Immunogenicity and pre-clinical efficacy of an OMV-based SARS-CoV-2 vaccine.

Download (3.13 MB)
journal contribution
posted on 2023-10-30, 13:46 authored by Alberto Grandi, Michele Tomasi, Irfan Ullah, Cinzia Bertelli, Teresa Vanzo, Silvia Accordini, Assunta Gagliardi, Ilaria Zanella, Mattia Benedet, Riccardo Corbellari, Gabriele Di Lascio, Silvia Tamburini, Elena Caproni, Lorenzo Croia, Micol Ravà, Valeria Fumagalli, Pietro Di Lucia, Davide Marotta, Eleonora Sala, Matteo Iannacone, Priti Kumar, Walther Mothes, Pradeep D Uchil, Peter Cherepanov, Martino Bolognesi, Massimo Pizzato, Guido Grandi
The vaccination campaign against SARS-CoV-2 relies on the world-wide availability of effective vaccines, with a potential need of 20 billion vaccine doses to fully vaccinate the world population. To reach this goal, the manufacturing and logistic processes should be affordable to all countries, irrespective of economical and climatic conditions. Outer membrane vesicles (OMVs) are bacterial-derived vesicles that can be engineered to incorporate heterologous antigens. Given the inherent adjuvanticity, such modified OMVs can be used as vaccines to induce potent immune responses against the associated proteins.

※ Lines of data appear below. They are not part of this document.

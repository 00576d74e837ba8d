use std::collections::BTreeMap;

use chrono::NaiveDate;

use crate::types::{GoodDayStats, SessionPoint, TrendPoint};

const Z_95: f64 = 1.96;

#[derive(Debug, Clone, Copy, Default, PartialEq, Eq)]
struct DayCount {
    good: usize,
    total: usize,
}

/// Normal-approksimert 95 %-intervall for en andel, klippet til [0, 1].
/// total = 0 gir (0, 0, 0).
pub fn proportion_interval(good: usize, total: usize) -> (f64, f64, f64) {
    if total == 0 {
        return (0.0, 0.0, 0.0);
    }
    let p = good as f64 / total as f64;
    let margin = Z_95 * (p * (1.0 - p) / total as f64).sqrt();
    (p, (p - margin).max(0.0), (p + margin).min(1.0))
}

/// Rullerende andel gode økter per dato over de siste `window` dagsbøttene
/// (bøtter = datoer med økter). Falske positiver ekskluderes.
pub fn good_day_trend(points: &[SessionPoint], window: usize) -> Vec<TrendPoint> {
    let mut by_date: BTreeMap<NaiveDate, DayCount> = BTreeMap::new();
    for p in points.iter().filter(|p| !p.is_false_positive) {
        let day = by_date.entry(p.date).or_default();
        day.total += 1;
        if p.good {
            day.good += 1;
        }
    }

    let days: Vec<(NaiveDate, DayCount)> = by_date.into_iter().collect();
    let window = window.max(1);
    days.iter()
        .enumerate()
        .map(|(i, (date, _))| {
            let start = (i + 1).saturating_sub(window);
            let (good, total) = days[start..=i]
                .iter()
                .fold((0, 0), |(g, t), (_, c)| (g + c.good, t + c.total));
            let (ratio, lower, upper) = proportion_interval(good, total);
            TrendPoint { date: *date, ratio, lower, upper }
        })
        .collect()
}

/// Rekker av påfølgende kalenderdager med minst én god økt, og beste paceDelta.
pub fn good_day_stats(points: &[SessionPoint]) -> GoodDayStats {
    let mut good: Vec<&SessionPoint> = points.iter().filter(|p| p.good).collect();
    // Sorter på start (dato som fallback)
    good.sort_by_key(|p| (p.date, p.start));

    let mut stats = GoodDayStats::default();
    for p in good {
        let day = p.start.map(|t| t.date_naive()).unwrap_or(p.date);
        if p.pace_delta > stats.personal_best {
            stats.personal_best = p.pace_delta;
        }
        if let Some(last) = stats.last_date {
            if day <= last {
                continue;
            }
            stats.current_streak = if last.succ_opt() == Some(day) {
                stats.current_streak + 1
            } else {
                1
            };
        } else {
            stats.current_streak = 1;
        }
        stats.last_date = Some(day);
        stats.best_streak = stats.best_streak.max(stats.current_streak);
    }
    stats
}
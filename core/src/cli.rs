use std::fmt::Write as _;

use crate::metrics::cluster_name;
use crate::types::AnalysisOutput;

/// Tekstrapport over klyngene i et resultatsett.
pub fn format_cluster_report(output: &AnalysisOutput) -> String {
    let mut s = String::new();
    let _ = writeln!(s, "--- Cluster Report ---");

    if let Some(err) = &output.error {
        let _ = writeln!(s, "Last recompute failed: {err}");
    }

    let (Some(sessions), Some(metrics)) = (&output.sessions, &output.cluster_metrics) else {
        let _ = writeln!(s, "No analysis yet.");
        return s;
    };

    let _ = writeln!(s, "Sessions: {}", sessions.len());
    for (id, m) in metrics {
        let label = sessions
            .iter()
            .find(|p| p.cluster == *id)
            .map(|p| p.descriptor.as_str())
            .unwrap_or("");
        let stability = output
            .stability
            .as_ref()
            .and_then(|st| st.get(id))
            .map(|v| format!("{v:.2}"))
            .unwrap_or_else(|| "-".into());
        let _ = writeln!(
            s,
            "{} [{}]: runs={} good={} meanΔ={:+.2} var={:.3} breaches={} flagged={} stability={}",
            cluster_name(*id),
            label,
            m.runs,
            m.good_runs,
            m.mean_pace_delta,
            m.variance,
            m.boundary_breaches,
            m.flagged_runs,
            stability
        );
    }

    for line in output.insights.iter().flatten() {
        let _ = writeln!(s, "* {line}");
    }
    if let Some(n) = &output.narrative {
        let _ = writeln!(s, "{n}");
    }
    if let Some(last) = output.trend.as_ref().and_then(|t| t.last()) {
        let _ = writeln!(
            s,
            "Good-day ratio {}: {:.2} [{:.2}, {:.2}]",
            last.date, last.ratio, last.lower, last.upper
        );
    }
    if let Some(g) = &output.good_day_stats {
        let _ = writeln!(
            s,
            "Streak: current {} / best {}, personal best Δ {:+.2}",
            g.current_streak, g.best_streak, g.personal_best
        );
    }
    s
}

pub fn print_cluster_report(output: &AnalysisOutput) {
    print!("{}", format_cluster_report(output));
}
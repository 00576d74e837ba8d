pub mod analyze;
pub mod baseline;
pub mod cli;
pub mod confidence;
pub mod config;
pub mod descriptor;
pub mod error;
pub mod features;
pub mod kmeans;
pub mod metrics;
pub mod orchestrator;
pub mod pca;
pub mod reducer;
pub mod source;
pub mod source_http;
pub mod stats;
pub mod storage;
pub mod store;
pub mod telemetry;
pub mod trend;
pub mod types;

#[cfg(feature = "python")]
mod py;

use std::collections::BTreeMap;

use anyhow::Context;

pub use analyze::analyze_sessions;
pub use config::{AnalysisConfig, ReducerKind, TsneParams, UmapParams};
pub use error::{AnalysisError, Result};
pub use orchestrator::{Orchestrator, SessionEvent};
pub use source::{JsonFileSessionSource, SessionSource, StaticSessionSource};
pub use source_http::HttpSessionSource;
pub use storage::{JsonFileLabelStore, JsonFileMetadataStore};
pub use store::{ClusterLabelStore, InMemoryLabelStore, InMemoryMetadataStore, MetadataStore};
pub use telemetry::Telemetry;
pub use types::{AnalysisOutput, RawSession, SessionId, SessionMeta, SessionPoint};

/// JSON inn → full analyse med minnelagre → JSON ut.
///
/// `metadata_json` er et objekt `{ "<id>": {tags, isFalsePositive, feltHarder} }`,
/// `config_json` et (delvis) `AnalysisConfig`-objekt.
pub fn analyze_sessions_json(
    sessions_json: &str,
    metadata_json: Option<&str>,
    config_json: Option<&str>,
) -> anyhow::Result<String> {
    let sessions = source::parse_sessions_json(sessions_json).context("sessions")?;

    let metadata: BTreeMap<SessionId, SessionMeta> = match metadata_json {
        Some(j) => {
            let mut de = serde_json::Deserializer::from_str(j);
            serde_path_to_error::deserialize(&mut de)
                .map_err(|e| AnalysisError::Parse(format!("metadata parse at {}: {}", e.path(), e)))?
        }
        None => BTreeMap::new(),
    };

    let cfg: AnalysisConfig = match config_json {
        Some(j) => {
            let mut de = serde_json::Deserializer::from_str(j);
            serde_path_to_error::deserialize(&mut de)
                .map_err(|e| AnalysisError::Config(format!("config parse at {}: {}", e.path(), e)))?
        }
        None => AnalysisConfig::default(),
    };

    let labels = InMemoryLabelStore::new();
    let output = analyze_sessions(&sessions, &metadata, &labels, &cfg)
        .with_context(|| format!("analyse av {} økter", sessions.len()))?;
    Ok(serde_json::to_string(&output)?)
}
use runmap_core::analyze_sessions_json;
use serde_json::{json, Value};

fn reference(id: u64, date: &str, pace: f64) -> Value {
    json!({ "id": id, "date": date, "pace": pace })
}

#[test]
fn good_day_streaks_from_json() {
    // Gode dager 01, 02, 04; dag 03 er ikke god
    let sessions = json!([
        reference(1, "2024-01-01", 6.2),
        reference(2, "2024-01-02", 5.7),
        reference(3, "2024-01-03", 7.0),
        reference(4, "2024-01-04", 6.0),
        reference(5, "2024-01-05", 7.1),
    ]);

    let out = analyze_sessions_json(&sessions.to_string(), None, None).unwrap();
    let v: Value = serde_json::from_str(&out).unwrap();

    let stats = &v["good_day_stats"];
    assert_eq!(stats["current_streak"], 1);
    assert_eq!(stats["best_streak"], 2);
    assert_eq!(stats["last_date"], "2024-01-04");
    let pb = stats["personal_best"].as_f64().unwrap();
    assert!((pb - 0.8).abs() < 1e-9, "personal best {pb}");
    assert!(v["error"].is_null());
}

#[test]
fn reference_session_has_exact_baseline() {
    let sessions = json!([
        reference(1, "2024-01-01", 6.5),
        reference(2, "2024-01-02", 6.0),
        reference(3, "2024-01-03", 7.0),
    ]);
    let out = analyze_sessions_json(&sessions.to_string(), None, None).unwrap();
    let v: Value = serde_json::from_str(&out).unwrap();

    for s in v["sessions"].as_array().unwrap() {
        assert_eq!(s["expected_pace"], 6.5);
        assert_eq!(s["factors"], json!([]));
    }
}

#[test]
fn metadata_and_config_are_applied() {
    let sessions = json!([
        reference(1, "2024-01-01", 6.2),
        reference(2, "2024-01-02", 5.9),
        reference(3, "2024-01-03", 7.0),
        reference(4, "2024-01-04", 6.8),
    ]);
    let metadata = json!({ "2": { "tags": ["race"], "isFalsePositive": true, "feltHarder": true } });
    let config = json!({ "method": "umap", "k": 2 });

    let out = analyze_sessions_json(
        &sessions.to_string(),
        Some(&metadata.to_string()),
        Some(&config.to_string()),
    )
    .unwrap();
    let v: Value = serde_json::from_str(&out).unwrap();

    let s2 = v["sessions"]
        .as_array()
        .unwrap()
        .iter()
        .find(|s| s["id"] == 2)
        .unwrap();
    assert_eq!(s2["tags"], json!(["race"]));
    assert_eq!(s2["is_false_positive"], true);
    assert_eq!(s2["felt_harder"], true);
    assert_eq!(v["centroids"].as_array().unwrap().len(), 2);
}

#[test]
fn bad_input_reports_context() {
    let err = analyze_sessions_json(r#"[{"id": 1}]"#, None, None).unwrap_err();
    let msg = format!("{err:#}");
    assert!(msg.contains("sessions"), "{msg}");
    assert!(msg.contains("date"), "{msg}");

    let one = json!([reference(1, "2024-01-01", 6.5)]).to_string();
    let err = analyze_sessions_json(&one, None, None).unwrap_err();
    assert!(format!("{err:#}").contains("degenerate input"), "{err:#}");
}
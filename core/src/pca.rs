use crate::features::{FeatureVector, FEATURE_DIM};
use crate::types::{AxisHint, FeatureName};

type Matrix = [[f64; FEATURE_DIM]; FEATURE_DIM];

/// Kovariansmatrise for midtstilt feature-matrise (deler på n−1).
pub fn covariance(features: &[FeatureVector]) -> Matrix {
    let n = features.len();
    let mut cov = [[0.0; FEATURE_DIM]; FEATURE_DIM];
    if n == 0 {
        return cov;
    }
    let mut mean = [0.0; FEATURE_DIM];
    for f in features {
        for d in 0..FEATURE_DIM {
            mean[d] += f[d] / n as f64;
        }
    }
    let denom = (n.saturating_sub(1)).max(1) as f64;
    for f in features {
        for a in 0..FEATURE_DIM {
            for b in 0..FEATURE_DIM {
                cov[a][b] += (f[a] - mean[a]) * (f[b] - mean[b]) / denom;
            }
        }
    }
    cov
}

fn mat_vec(m: &Matrix, v: &[f64; FEATURE_DIM]) -> [f64; FEATURE_DIM] {
    let mut out = [0.0; FEATURE_DIM];
    for (r, row) in m.iter().enumerate() {
        out[r] = row.iter().zip(v.iter()).map(|(a, b)| a * b).sum();
    }
    out
}

fn norm(v: &[f64; FEATURE_DIM]) -> f64 {
    v.iter().map(|x| x * x).sum::<f64>().sqrt()
}

/// Dominerende egenvektor og egenverdi via potensiterasjon.
/// Nullmatrise gir nullvektor og egenverdi 0.
pub fn power_iteration(m: &Matrix, iterations: usize) -> ([f64; FEATURE_DIM], f64) {
    let start = 1.0 / (FEATURE_DIM as f64).sqrt();
    let mut v = [start; FEATURE_DIM];
    for _ in 0..iterations {
        let w = mat_vec(m, &v);
        let len = norm(&w);
        if len < 1e-12 {
            return ([0.0; FEATURE_DIM], 0.0);
        }
        for d in 0..FEATURE_DIM {
            v[d] = w[d] / len;
        }
    }
    let mv = mat_vec(m, &v);
    let eigenvalue = v.iter().zip(mv.iter()).map(|(a, b)| a * b).sum();
    (v, eigenvalue)
}

/// Trekk fra λ·v·vᵀ slik at neste potensiterasjon finner komponent 2.
pub fn deflate(m: &Matrix, v: &[f64; FEATURE_DIM], eigenvalue: f64) -> Matrix {
    let mut out = *m;
    for a in 0..FEATURE_DIM {
        for b in 0..FEATURE_DIM {
            out[a][b] -= eigenvalue * v[a] * v[b];
        }
    }
    out
}

/// Ladning per feature på de to første hovedkomponentene, delt på største
/// absoluttverdi slik at alt ligger i [-1, 1].
pub fn axis_hints(features: &[FeatureVector], iterations: usize) -> Vec<AxisHint> {
    let cov = covariance(features);
    let (pc1, l1) = power_iteration(&cov, iterations);
    let (pc2, _) = power_iteration(&deflate(&cov, &pc1, l1), iterations);

    let max_abs = pc1
        .iter()
        .chain(pc2.iter())
        .fold(0.0f64, |m, v| m.max(v.abs()));
    let scale = if max_abs > 1e-12 { 1.0 / max_abs } else { 0.0 };

    FeatureName::ALL
        .iter()
        .enumerate()
        .map(|(i, &feature)| AxisHint {
            feature,
            x: pc1[i] * scale,
            y: pc2[i] * scale,
        })
        .collect()
}

#[cfg(test)]
mod tests {
    use super::*;

    #[test]
    fn dominant_feature_gets_full_loading() {
        // Bare temperatur varierer mye; humidity litt
        let features: Vec<FeatureVector> = (0..10)
            .map(|i| {
                let t = i as f64;
                [40.0 + 5.0 * t, 50.0 + 0.5 * ((i % 3) as f64), 8.0, 140.0, 6.5]
            })
            .collect();
        let hints = axis_hints(&features, 50);
        assert_eq!(hints.len(), 5);
        assert_eq!(hints[0].feature, FeatureName::Temperature);
        assert!((hints[0].x.abs() - 1.0).abs() < 1e-3, "temp x = {}", hints[0].x);
        for h in &hints {
            assert!(h.x.abs() <= 1.0 + 1e-12 && h.y.abs() <= 1.0 + 1e-12);
        }
        // Konstante features har null ladning
        assert!(hints[2].x.abs() < 1e-9 && hints[2].y.abs() < 1e-9);
    }

    #[test]
    fn constant_matrix_gives_zero_hints() {
        let features = vec![[55.0, 50.0, 8.0, 140.0, 6.5]; 4];
        let hints = axis_hints(&features, 50);
        assert!(hints.iter().all(|h| h.x == 0.0 && h.y == 0.0));
    }

    #[test]
    fn second_component_is_orthogonal() {
        let features: Vec<FeatureVector> = (0..12)
            .map(|i| {
                let t = i as f64;
                [t * 3.0, (t * 1.7).sin() * 4.0, (i % 5) as f64, 130.0 + t, 6.0 + 0.1 * t]
            })
            .collect();
        let cov = covariance(&features);
        let (v1, l1) = power_iteration(&cov, 200);
        let (v2, _) = power_iteration(&deflate(&cov, &v1, l1), 200);
        let dot: f64 = v1.iter().zip(v2.iter()).map(|(a, b)| a * b).sum();
        assert!(dot.abs() < 1e-3, "v1·v2 = {dot}");
    }
}
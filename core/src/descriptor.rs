use std::collections::BTreeMap;

use crate::error::Result;
use crate::kmeans::session_weight;
use crate::stats::weighted_mean;
use crate::store::ClusterLabelStore;
use crate::types::{ClusterId, SessionPoint};

pub fn temperature_bucket(temp_f: f64) -> &'static str {
    if temp_f < 45.0 {
        "Cold"
    } else if temp_f < 60.0 {
        "Cool"
    } else if temp_f < 75.0 {
        "Warm"
    } else {
        "Hot"
    }
}

pub fn hour_bucket(hour: f64) -> &'static str {
    if hour < 6.0 {
        "Early"
    } else if hour < 12.0 {
        "Morning"
    } else if hour < 18.0 {
        "Afternoon"
    } else {
        "Evening"
    }
}

pub fn delta_bucket(delta: f64) -> &'static str {
    if delta > 0.3 {
        "High Δ"
    } else if delta < -0.3 {
        "Low Δ"
    } else {
        "Mid Δ"
    }
}

/// "{Temp} {Hour} {Delta}", f.eks. "Cool Morning Mid Δ"
pub fn describe(avg_temp: f64, avg_hour: f64, avg_delta: f64) -> String {
    format!(
        "{} {} {}",
        temperature_bucket(avg_temp),
        hour_bucket(avg_hour),
        delta_bucket(avg_delta)
    )
}

/// Beregnet (ikke lagret) etikett for én klynge, vektet med feltHarder-vekt.
pub fn compute_label(members: &[&SessionPoint], felt_harder_weight: f64) -> String {
    let weights: Vec<f64> = members
        .iter()
        .map(|p| session_weight(p.felt_harder, felt_harder_weight))
        .collect();
    let temps: Vec<f64> = members.iter().map(|p| p.temperature).collect();
    let hours: Vec<f64> = members.iter().map(|p| p.start_hour as f64).collect();
    let deltas: Vec<f64> = members.iter().map(|p| p.pace_delta).collect();
    describe(
        weighted_mean(&temps, &weights),
        weighted_mean(&hours, &weights),
        weighted_mean(&deltas, &weights),
    )
}

#[derive(Debug, Clone, Default, PartialEq)]
pub struct DescriptorOutcome {
    pub labels: BTreeMap<ClusterId, String>,
    /// Etiketter hentet uendret fra lageret
    pub reused: usize,
    /// Nye etiketter skrevet til lageret
    pub written: usize,
}

/// Etikett per klynge-id i kjøringen. Første skriving vinner: finnes det en
/// lagret etikett brukes den uendret, ellers beregnes og lagres en ny.
///
/// Kalleren må serialisere kall mot samme lager (les-så-skriv).
pub fn assign_descriptors(
    points: &[SessionPoint],
    store: &dyn ClusterLabelStore,
    felt_harder_weight: f64,
) -> Result<DescriptorOutcome> {
    let mut members: BTreeMap<ClusterId, Vec<&SessionPoint>> = BTreeMap::new();
    for p in points {
        members.entry(p.cluster).or_default().push(p);
    }

    let mut out = DescriptorOutcome::default();
    for (cluster, pts) in members {
        let label = match store.get(cluster)? {
            Some(stored) => {
                out.reused += 1;
                stored
            }
            None => {
                let fresh = compute_label(&pts, felt_harder_weight);
                store.set(cluster, &fresh)?;
                log::info!("descriptor: klynge {cluster} fikk etiketten \"{fresh}\"");
                out.written += 1;
                fresh
            }
        };
        out.labels.insert(cluster, label);
    }
    Ok(out)
}

#[cfg(test)]
mod tests {
    use super::*;

    #[test]
    fn buckets_follow_thresholds() {
        assert_eq!(temperature_bucket(44.9), "Cold");
        assert_eq!(temperature_bucket(45.0), "Cool");
        assert_eq!(temperature_bucket(74.9), "Warm");
        assert_eq!(temperature_bucket(75.0), "Hot");
        assert_eq!(hour_bucket(5.9), "Early");
        assert_eq!(hour_bucket(6.0), "Morning");
        assert_eq!(hour_bucket(12.0), "Afternoon");
        assert_eq!(hour_bucket(18.0), "Evening");
        assert_eq!(delta_bucket(0.31), "High Δ");
        assert_eq!(delta_bucket(0.3), "Mid Δ");
        assert_eq!(delta_bucket(-0.3), "Mid Δ");
        assert_eq!(delta_bucket(-0.31), "Low Δ");
    }

    fn member(id: u64, temp: f64, felt_harder: bool) -> SessionPoint {
        let mut p = SessionPoint::for_test(id, "2024-01-01", 0);
        p.temperature = temp;
        p.felt_harder = felt_harder;
        p
    }

    #[test]
    fn felt_harder_weight_can_flip_a_bucket() {
        let (a, b, c) = (member(1, 40.0, false), member(2, 40.0, false), member(3, 54.0, true));
        let members = [&a, &b, &c];
        // 134 / 3 ≈ 44.7 → Cold; (80 + 1.5·54) / 3.5 = 46 → Cool
        assert_eq!(compute_label(&members, 1.0), "Cold Morning Mid Δ");
        assert_eq!(compute_label(&members, 1.5), "Cool Morning Mid Δ");
    }

    #[test]
    fn stored_labels_win_over_fresh_ones() {
        use crate::store::InMemoryLabelStore;

        let store = InMemoryLabelStore::new();
        store.set(0, "Kept Label").unwrap();
        let mut other = member(2, 90.0, false);
        other.cluster = 1;
        let points = vec![member(1, 40.0, false), other];

        let out = assign_descriptors(&points, &store, 1.5).unwrap();
        assert_eq!(out.labels[&0], "Kept Label");
        assert_eq!(out.labels[&1], "Hot Morning Mid Δ");
        assert_eq!((out.reused, out.written), (1, 1));
        assert_eq!(store.get(1).unwrap().as_deref(), Some("Hot Morning Mid Δ"));
    }

    #[test]
    fn describe_concatenates_buckets() {
        assert_eq!(describe(55.0, 8.0, 0.0), "Cool Morning Mid Δ");
        assert_eq!(describe(80.0, 19.0, -1.0), "Hot Evening Low Δ");
    }
}
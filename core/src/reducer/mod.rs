//! 2D-projeksjon av feature-matrisen.
//!
//! To utskiftbare strategier (`ReducerKind`): t-SNE (nabo-embedding) og en
//! UMAP-variant (manifold-approksimasjon) der hver akse skaleres til [-1, 1].
//! Begge beholder radrekkefølgen og feiler ved færre enn 2 økter.

mod tsne;
mod umap;

use crate::config::{AnalysisConfig, ReducerKind};
use crate::error::{AnalysisError, Result};
use crate::features::{FeatureVector, FEATURE_DIM};

pub use tsne::tsne;
pub use umap::{fit_ab, umap};

pub type Embedding = Vec<[f64; 2]>;

pub const MIN_SESSIONS: usize = 2;

/// Kjør valgt reduksjon. Samme antall rader inn og ut, samme rekkefølge.
pub fn reduce(features: &[FeatureVector], cfg: &AnalysisConfig) -> Result<Embedding> {
    if features.len() < MIN_SESSIONS {
        return Err(AnalysisError::degenerate("embedding", features.len(), MIN_SESSIONS));
    }
    let data = standardize(features);
    let out = match cfg.reducer {
        ReducerKind::Tsne => tsne(&data, &cfg.tsne, cfg.seed),
        ReducerKind::Umap => rescale_axes(umap(&data, &cfg.umap, cfg.seed)),
    };
    log::debug!("reduce: {:?} → {} punkter", cfg.reducer, out.len());
    Ok(out)
}

/// z-score per kolonne; kolonner uten spredning blir 0.
pub fn standardize(features: &[FeatureVector]) -> Vec<FeatureVector> {
    let n = features.len().max(1) as f64;
    let mut mean = [0.0; FEATURE_DIM];
    for f in features {
        for d in 0..FEATURE_DIM {
            mean[d] += f[d] / n;
        }
    }
    let mut sd = [0.0; FEATURE_DIM];
    for f in features {
        for d in 0..FEATURE_DIM {
            sd[d] += (f[d] - mean[d]).powi(2) / n;
        }
    }
    for s in sd.iter_mut() {
        *s = s.sqrt();
    }
    features
        .iter()
        .map(|f| {
            let mut z = [0.0; FEATURE_DIM];
            for d in 0..FEATURE_DIM {
                z[d] = if sd[d] > 1e-12 { (f[d] - mean[d]) / sd[d] } else { 0.0 };
            }
            z
        })
        .collect()
}

/// Lineær skalering av hver akse til [-1, 1] med aksens egen min/maks.
pub fn rescale_axes(mut points: Embedding) -> Embedding {
    for axis in 0..2 {
        let (lo, hi) = points.iter().fold((f64::INFINITY, f64::NEG_INFINITY), |(lo, hi), p| {
            (lo.min(p[axis]), hi.max(p[axis]))
        });
        let span = hi - lo;
        for p in points.iter_mut() {
            p[axis] = if span > 1e-12 { 2.0 * (p[axis] - lo) / span - 1.0 } else { 0.0 };
        }
    }
    points
}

Here, we show that OMVs engineered to incorporate peptides derived from the receptor binding motif (RBM) of the spike protein from SARS-CoV-2 elicit an effective immune response in vaccinated mice, resulting in the production of neutralizing antibodies (nAbs) with a titre higher than 1:300. The immunity induced by the vaccine is sufficient to protect the animals from intranasal challenge with SARS-CoV-2, preventing both virus replication in the lungs and the pathology associated with virus infection. Furthermore, we show that OMVs can be effectively decorated with the RBM of the Omicron BA.1 variant and that such engineered OMVs induce nAbs against Omicron BA.1 and BA.5, as measured using the pseudovirus neutralization infectivity assay. Importantly, we show that the RBM438-509 ancestral-OMVs elicited antibodies which efficiently neutralize in vitro both the homologous ancestral strain, the Omicron BA.1 and BA.5 variants with a neutralization titre ranging from 1:100 to 1:1500, suggesting its potential use as a vaccine targeting diverse SARS-CoV-2 variants. Altogether, given the convenience associated with the ease of engineering, production and distribution, our results demonstrate that OMV-based SARS-CoV-2 vaccines can be a crucial addition to the vaccines currently available.